- **RECORD SET**:

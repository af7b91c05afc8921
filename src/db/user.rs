//! User model for bhub admin-panel accounts.

use std::fmt;
use std::str::FromStr;

/// User role for permission management.
#[derive(Debug, Clone, Copy, PartialEq, Eq, PartialOrd, Ord, Default)]
pub enum Role {
    /// Regular account (can log in, no admin access).
    #[default]
    Member = 0,
    /// Administrator.
    Admin = 1,
}

impl Role {
    /// Convert role to database string representation.
    pub fn as_str(&self) -> &'static str {
        match self {
            Role::Member => "member",
            Role::Admin => "admin",
        }
    }

    /// Check if this role has at least the required permission level.
    pub fn can_access(&self, required: Role) -> bool {
        *self >= required
    }
}

impl fmt::Display for Role {
    fn fmt(&self, f: &mut fmt::Formatter<'_>) -> fmt::Result {
        write!(f, "{}", self.as_str())
    }
}

impl FromStr for Role {
    type Err = String;

    fn from_str(s: &str) -> Result<Self, Self::Err> {
        match s.to_lowercase().as_str() {
            "member" => Ok(Role::Member),
            "admin" => Ok(Role::Admin),
            _ => Err(format!("unknown role: {s}")),
        }
    }
}

/// User entity representing a registered account.
#[derive(Debug, Clone)]
pub struct User {
    /// Unique user ID.
    pub id: i64,
    /// Login username (unique).
    pub username: String,
    /// Password hash (Argon2).
    pub password: String,
    /// Display name.
    pub display_name: String,
    /// User role for permissions.
    pub role: Role,
    /// Account creation timestamp.
    pub created_at: String,
    /// Last login timestamp (optional).
    pub last_login: Option<String>,
    /// Whether the account is active.
    pub is_active: bool,
}

impl User {
    /// Check if this user is an administrator.
    pub fn is_admin(&self) -> bool {
        self.role == Role::Admin
    }
}

/// Data for creating a new user.
#[derive(Debug, Clone)]
pub struct NewUser {
    /// Login username.
    pub username: String,
    /// Password hash (pre-hashed with Argon2).
    pub password: String,
    /// Display name.
    pub display_name: String,
    /// User role (defaults to Member).
    pub role: Role,
}

impl NewUser {
    /// Create a new user with minimal required fields.
    pub fn new(
        username: impl Into<String>,
        password: impl Into<String>,
        display_name: impl Into<String>,
    ) -> Self {
        Self {
            username: username.into(),
            password: password.into(),
            display_name: display_name.into(),
            role: Role::Member,
        }
    }

    /// Set the role.
    pub fn with_role(mut self, role: Role) -> Self {
        self.role = role;
        self
    }
}

/// Data for updating an existing user.
#[derive(Debug, Clone, Default)]
pub struct UserUpdate {
    /// New password hash (if changing password).
    pub password: Option<String>,
    /// New display name.
    pub display_name: Option<String>,
    /// New role.
    pub role: Option<Role>,
    /// New active status.
    pub is_active: Option<bool>,
}

impl UserUpdate {
    /// Create an empty update.
    pub fn new() -> Self {
        Self::default()
    }

    /// Set the password hash.
    pub fn password(mut self, hash: impl Into<String>) -> Self {
        self.password = Some(hash.into());
        self
    }

    /// Set the display name.
    pub fn display_name(mut self, name: impl Into<String>) -> Self {
        self.display_name = Some(name.into());
        self
    }

    /// Set the role.
    pub fn role(mut self, role: Role) -> Self {
        self.role = Some(role);
        self
    }

    /// Set the active status.
    pub fn is_active(mut self, active: bool) -> Self {
        self.is_active = Some(active);
        self
    }

    /// Check if the update is empty.
    pub fn is_empty(&self) -> bool {
        self.password.is_none()
            && self.display_name.is_none()
            && self.role.is_none()
            && self.is_active.is_none()
    }
}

- **THE PROBLEM**: Search the preceding listing for the word "UserUpdate" and pull out every line that holds it.

- **ANSWER SPACE**:
pub struct UserUpdate {
impl UserUpdate {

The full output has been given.